Sitemap
An AI generated art of the crowd at Angel’s Landing. Credit: NightCafe Studio

Metastable Failures in Distributed Systems: What Causes Them and 3 Things You can do to Tame Them

8 min readJun 12, 2022

In this post, I cover my main takeaways from a paper called “Metastable Failures in Distributed Systems” ¹ by Nathan Bronson, Aleksey Charapko, Abutalib Aghayev, and Timothy Zhu. The paper describes a common failure pattern called metastable failures, a framework for thinking about it, and why they are overrepresented in many outages in hyper scale distributed systems. The paper also raises interesting questions on the hard problems of how to identify and recover from metastable failures, or even avoid them in the first place.

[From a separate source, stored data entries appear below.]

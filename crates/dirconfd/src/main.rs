// # dirconfd - Directory Configuration Driver
//
// ⚠️ ARCHITECTURAL CONSTRAINTS ⚠️
//
// - This is a THIN integration layer ONLY
// - DO NOT add diff, normalization or retry logic here
// - All reconciliation logic MUST be in dirconf-core
// - Configuration is via environment variables ONLY
//
// The dirconfd driver is responsible for:
// 1. Reading configuration from environment variables
// 2. Initializing the runtime
// 3. Registering the configuration client
// 4. Running plan or apply for every resource of the desired-state document
// 5. Persisting the last observed state of every managed resource
//
// ## Configuration
//
// ### Server
// - `DIRCONF_SERVER_URL`: Base URL of the configuration API
// - `DIRCONF_USERNAME`: Basic-auth user
// - `DIRCONF_PASSWORD`: Basic-auth password
// - `DIRCONF_TIMEOUT_SECS`: Per-request timeout (default 30)
//
// ### Run
// - `DIRCONF_DOCUMENT`: Path of the desired-state JSON document
// - `DIRCONF_MODE`: `plan` (default) or `apply`
//
// ### State Store
// - `DIRCONF_STATE_STORE_TYPE`: Type of state store (file, memory)
// - `DIRCONF_STATE_STORE_PATH`: Path to state file (for file store)
//
// ## Example
//
// ```bash
// export DIRCONF_SERVER_URL=https://ds.example.com:1443
// export DIRCONF_USERNAME="cn=Directory Manager"
// export DIRCONF_PASSWORD=...
// export DIRCONF_DOCUMENT=/etc/dirconf/desired.json
// export DIRCONF_MODE=apply
// export DIRCONF_STATE_STORE_PATH=/var/lib/dirconf/state.json
//
// dirconfd
// ```

use anyhow::Result;
use dirconf_core::config::{
    ClientConfig, DirconfConfig, ReconcilerConfig, RunMode, StateStoreConfig,
};
use dirconf_core::engine::{ReadOutcome, ReconcileEvent, Reconciler, carry_sensitive, redact_sensitive};
use dirconf_core::traits::StateStore;
use dirconf_core::{DesiredDocument, Ensure, Error as CoreError, ResolvedResource, SchemaRegistry};
use std::env;
use std::process::ExitCode;
use std::sync::Arc;
use tokio_stream::StreamExt;
use tokio_stream::wrappers::ReceiverStream;
use tokio_util::sync::CancellationToken;
use tracing::{Level, debug, error, info, warn};
use tracing_subscriber::FmtSubscriber;

#[cfg(unix)]
use tokio::signal::unix::{SignalKind, signal};

/// Exit codes for different termination scenarios
///
/// - 0: Every resource planned or converged
/// - 1: Configuration or startup error
/// - 2: Runtime error (at least one resource failed)
#[derive(Debug, Clone, Copy)]
enum DirconfExitCode {
    Success = 0,
    ConfigError = 1,
    RuntimeError = 2,
}

impl From<DirconfExitCode> for ExitCode {
    fn from(code: DirconfExitCode) -> Self {
        ExitCode::from(code as u8)
    }
}

/// Application configuration
struct Config {
    server_url: String,
    username: String,
    password: String,
    timeout_secs: u64,
    document: String,
    mode: String,
    state_store_type: String,
    state_store_path: Option<String>,
    log_level: String,
}

impl std::fmt::Debug for Config {
    fn fmt(&self, f: &mut std::fmt::Formatter<'_>) -> std::fmt::Result {
        f.debug_struct("Config")
            .field("server_url", &self.server_url)
            .field("username", &self.username)
            .field("password", &"<REDACTED>")
            .field("document", &self.document)
            .field("mode", &self.mode)
            .field("state_store_type", &self.state_store_type)
            .finish_non_exhaustive()
    }
}

impl Config {
    /// Load configuration from environment variables
    fn from_env() -> Result<Self> {
        Ok(Self {
            server_url: env::var("DIRCONF_SERVER_URL").unwrap_or_default(),
            username: env::var("DIRCONF_USERNAME").unwrap_or_default(),
            password: env::var("DIRCONF_PASSWORD")
                .map_err(|_| anyhow::anyhow!("DIRCONF_PASSWORD is required"))?,
            timeout_secs: match env::var("DIRCONF_TIMEOUT_SECS") {
                Ok(s) => s
                    .parse()
                    .map_err(|_| anyhow::anyhow!("DIRCONF_TIMEOUT_SECS must be a number. Got: {}", s))?,
                Err(_) => 30,
            },
            document: env::var("DIRCONF_DOCUMENT").unwrap_or_default(),
            mode: env::var("DIRCONF_MODE").unwrap_or_else(|_| "plan".to_string()),
            state_store_type: env::var("DIRCONF_STATE_STORE_TYPE")
                .unwrap_or_else(|_| "file".to_string()),
            state_store_path: env::var("DIRCONF_STATE_STORE_PATH").ok(),
            log_level: env::var("DIRCONF_LOG_LEVEL").unwrap_or_else(|_| "info".to_string()),
        })
    }

    /// Validate the configuration
    fn validate(&self) -> Result<()> {
        if self.server_url.is_empty() {
            anyhow::bail!(
                "DIRCONF_SERVER_URL is required. \
                Set it via: export DIRCONF_SERVER_URL=https://ds.example.com:1443"
            );
        }

        if self.username.is_empty() {
            anyhow::bail!("DIRCONF_USERNAME is required");
        }

        if self.document.is_empty() {
            anyhow::bail!(
                "DIRCONF_DOCUMENT is required. \
                Set it via: export DIRCONF_DOCUMENT=/etc/dirconf/desired.json"
            );
        }

        if !(1..=300).contains(&self.timeout_secs) {
            anyhow::bail!(
                "DIRCONF_TIMEOUT_SECS must be between 1 and 300 seconds. Got: {}",
                self.timeout_secs
            );
        }

        self.mode.parse::<RunMode>()?;

        match self.state_store_type.as_str() {
            "file" | "memory" => {}
            _ => anyhow::bail!(
                "DIRCONF_STATE_STORE_TYPE '{}' is not supported. \
                Supported types: file, memory",
                self.state_store_type
            ),
        }

        if self.state_store_type == "file" {
            let Some(path) = self.state_store_path.as_deref().filter(|p| !p.is_empty()) else {
                anyhow::bail!(
                    "DIRCONF_STATE_STORE_PATH is required when DIRCONF_STATE_STORE_TYPE=file. \
                    Set it via: export DIRCONF_STATE_STORE_PATH=/var/lib/dirconf/state.json"
                );
            };

            if let Some(parent) = std::path::Path::new(path).parent()
                && !parent.as_os_str().is_empty()
                && !parent.exists()
            {
                anyhow::bail!(
                    "DIRCONF_STATE_STORE_PATH parent directory does not exist: {}. \
                        Create it first: sudo mkdir -p {}",
                    parent.display(),
                    parent.display()
                );
            }
        }

        match self.log_level.to_lowercase().as_str() {
            "trace" | "debug" | "info" | "warn" | "error" => {}
            _ => anyhow::bail!(
                "DIRCONF_LOG_LEVEL '{}' is not valid. \
                Valid levels: trace, debug, info, warn, error",
                self.log_level
            ),
        }

        self.to_dirconf_config()?.validate()?;
        Ok(())
    }

    /// Library configuration for this run
    fn to_dirconf_config(&self) -> Result<DirconfConfig> {
        let mode: RunMode = self.mode.parse()?;
        let state_store = match self.state_store_type.as_str() {
            "memory" => StateStoreConfig::Memory,
            _ => StateStoreConfig::File {
                path: self.state_store_path.clone().unwrap_or_default(),
            },
        };

        Ok(DirconfConfig {
            client: ClientConfig::Rest {
                base_url: self.server_url.clone(),
                username: self.username.clone(),
                password: self.password.clone(),
                timeout_secs: self.timeout_secs,
                dry_run: false,
            },
            state_store,
            reconciler: ReconcilerConfig::default(),
            mode,
        })
    }
}

fn main() -> ExitCode {
    // Load configuration from environment
    let config = match Config::from_env() {
        Ok(cfg) => cfg,
        Err(e) => {
            eprintln!("Configuration error: {}", e);
            return DirconfExitCode::ConfigError.into();
        }
    };

    // Validate configuration
    if let Err(e) = config.validate() {
        eprintln!("Configuration validation error: {}", e);
        return DirconfExitCode::ConfigError.into();
    }

    let log_level = match config.log_level.to_lowercase().as_str() {
        "trace" => Level::TRACE,
        "debug" => Level::DEBUG,
        "warn" => Level::WARN,
        "error" => Level::ERROR,
        _ => Level::INFO,
    };

    let subscriber = FmtSubscriber::builder().with_max_level(log_level).finish();

    if let Err(e) = tracing::subscriber::set_global_default(subscriber) {
        eprintln!("Failed to set tracing subscriber: {}", e);
        return DirconfExitCode::ConfigError.into();
    }

    info!("Starting dirconfd");
    debug!("Configuration: {:?}", config);

    let rt = match tokio::runtime::Builder::new_multi_thread()
        .enable_all()
        .build()
    {
        Ok(runtime) => runtime,
        Err(e) => {
            error!("Failed to create tokio runtime: {}", e);
            return DirconfExitCode::RuntimeError.into();
        }
    };

    let result = rt.block_on(async {
        match run(config).await {
            Ok(()) => DirconfExitCode::Success,
            Err(e) => {
                error!("Run failed: {}", e);
                DirconfExitCode::RuntimeError
            }
        }
    });

    result.into()
}

/// Run one plan or apply pass over the desired-state document
async fn run(config: Config) -> Result<()> {
    let settings = config.to_dirconf_config()?;

    let registry = Arc::new(SchemaRegistry::with_builtin_catalog());

    #[cfg(feature = "rest")]
    {
        info!("Registering REST configuration client");
        dirconf_client_rest::register(&registry);
    }

    let document = DesiredDocument::load(&config.document).await?;
    let resources = document.resolve(&registry)?;
    info!(
        "Loaded {} resource(s) from {}",
        resources.len(),
        config.document
    );

    let client = registry.create_client(&settings.client)?;
    let state_store = dirconf_core::state::open(&settings.state_store).await?;

    let cancel = CancellationToken::new();
    let signals = tokio::spawn(cancel_on_signal(cancel.clone()));

    let (reconciler, events) =
        Reconciler::new(client, Arc::clone(&registry), settings.reconciler.clone())?;
    let reconciler = reconciler.with_cancellation(cancel.clone());
    let event_logger = tokio::spawn(log_events(events));

    let mut failures = 0usize;
    for resource in &resources {
        let outcome = match settings.mode {
            RunMode::Plan => plan_resource(&reconciler, state_store.as_ref(), resource).await,
            RunMode::Apply => apply_resource(&reconciler, state_store.as_ref(), resource).await,
        };

        match outcome {
            Ok(()) => {}
            Err(CoreError::Cancelled { identity }) => {
                warn!("Cancelled at {}; remaining resources skipped", identity);
                failures += 1;
                break;
            }
            Err(e) => {
                error!("{}", e);
                failures += 1;
            }
        }
    }

    state_store.flush().await?;

    // Dropping the reconciler closes the event channel
    drop(reconciler);
    let _ = event_logger.await;
    signals.abort();

    if failures > 0 {
        anyhow::bail!("{} of {} resource(s) failed", failures, resources.len());
    }

    info!("All {} resource(s) processed", resources.len());
    Ok(())
}

/// Print what an apply would do for one resource
async fn plan_resource(
    reconciler: &Reconciler,
    state_store: &dyn StateStore,
    resource: &ResolvedResource,
) -> dirconf_core::Result<()> {
    let identity = &resource.identity;
    let schema = reconciler.schema(identity)?;

    let observed = match reconciler.read(identity).await? {
        ReadOutcome::Observed(observed) => Some(observed),
        ReadOutcome::Absent => None,
    };

    match (resource.ensure, observed) {
        (Ensure::Absent, Some(_)) => println!("{}: delete", identity),
        (Ensure::Absent, None) => println!("{}: absent, nothing to do", identity),
        (Ensure::Present, observed) => {
            let observed = match (observed, state_store.get_observed(identity).await?) {
                (Some(observed), Some(prior)) => Some(carry_sensitive(&schema, observed, &prior)),
                (observed, _) => observed,
            };
            let verb = if observed.is_some() { "update" } else { "create" };

            let operations = reconciler.plan(identity, &resource.plan, observed.as_ref())?;
            if operations.is_empty() {
                println!("{}: up to date", identity);
                return Ok(());
            }

            println!("{}: {} ({} operation(s))", identity, verb, operations.len());
            for op in redact_sensitive(&schema, &operations) {
                println!("    {}", op);
            }
        }
    }

    Ok(())
}

/// Converge one resource and persist the outcome
async fn apply_resource(
    reconciler: &Reconciler,
    state_store: &dyn StateStore,
    resource: &ResolvedResource,
) -> dirconf_core::Result<()> {
    let identity = &resource.identity;

    match resource.ensure {
        Ensure::Absent => {
            reconciler.delete(identity).await?;
            state_store.delete_record(identity).await?;
        }
        Ensure::Present => {
            let prior = state_store.get_observed(identity).await?;
            let observed = reconciler
                .reconcile(identity, &resource.plan, prior.as_ref())
                .await?;
            state_store.set_observed(identity, &observed).await?;
        }
    }

    Ok(())
}

/// Log reconciler events until the reconciler is dropped
async fn log_events(events: tokio::sync::mpsc::Receiver<ReconcileEvent>) {
    let mut stream = ReceiverStream::new(events);
    while let Some(event) = stream.next().await {
        match event {
            ReconcileEvent::Planned {
                identity,
                operations,
            } => info!("{}: {} operation(s) planned", identity, operations.len()),
            ReconcileEvent::Applying { identity, .. } => debug!("{}: applying", identity),
            ReconcileEvent::Observed { identity } => debug!("{}: observed", identity),
            ReconcileEvent::Absent { identity } => debug!("{}: absent", identity),
            ReconcileEvent::Created { identity } => info!("{}: created", identity),
            ReconcileEvent::Adopted { identity } => info!("{}: adopted", identity),
            ReconcileEvent::Deleted { identity } => info!("{}: deleted", identity),
            ReconcileEvent::ApplyFailed { identity, error } => {
                warn!("{}: apply failed: {}", identity, error)
            }
        }
    }
}

/// Cancel `token` on SIGTERM or SIGINT
///
/// The resource being processed aborts before its next network call;
/// whatever was already applied stays applied.
#[cfg(unix)]
async fn cancel_on_signal(token: CancellationToken) {
    let (mut sigterm, mut sigint) = match (
        signal(SignalKind::terminate()),
        signal(SignalKind::interrupt()),
    ) {
        (Ok(term), Ok(int)) => (term, int),
        (Err(e), _) | (_, Err(e)) => {
            warn!("Failed to set up signal handlers: {}", e);
            return;
        }
    };

    let received = tokio::select! {
        _ = sigterm.recv() => "SIGTERM",
        _ = sigint.recv() => "SIGINT",
    };
    warn!("Received {}, cancelling", received);
    token.cancel();
}

/// Cancel `token` on CTRL-C
///
/// Fallback implementation for non-Unix platforms.
#[cfg(not(unix))]
async fn cancel_on_signal(token: CancellationToken) {
    match tokio::signal::ctrl_c().await {
        Ok(()) => {
            warn!("Received SIGINT, cancelling");
            token.cancel();
        }
        Err(e) => warn!("Failed to wait for CTRL-C: {}", e),
    }
}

Ready to go on this journey? Before we get to the paper, let’s look at a real-world analogy (with some terminology from the paper).

A metastable failure in the real world

Angels Landing is a popular hike in the Zion National Park in the US. In the final part of this hike, you climb around rocks and go on a narrow ridge (“spine”) with 1000-foot drops on both sides. As a safety measure, hikers can hold onto metal chains that are installed in multiple sections. If you squint a bit :), you can think of this set of chain sections as a distributed system. An example of a chain section:

A picture from my Angels Landing Hike in April 2022: A chain section before heading to the “spine” portion
A picture from my Angels Landing Hike in April 2022: A chain section before heading to the “spine” portion

Before Apr 2022, there were no restrictions on the number of hikers — this was causing overcrowding resulting in ~4 hours wait at the trailhead to try reduce the load⁸. You can think of the “system” going through the following state transitions:

#1. Stable state

This is the state when the crowd is below some safe threshold. Any triggers (e.g., a slow hiker in a chain section, or a temporary increase in hikers) can still cause slowdowns, but the system will self-heal / recover automatically.

#2. Vulnerable state

This is the state when the number of hikers is above some safe threshold — it is operating in a more “efficient” state but in a less stable state. When compared to the stable state, it has much less headroom to handle any overload situation caused by an increase in the number of hikers or reduced “system capacity” caused by slow hikers.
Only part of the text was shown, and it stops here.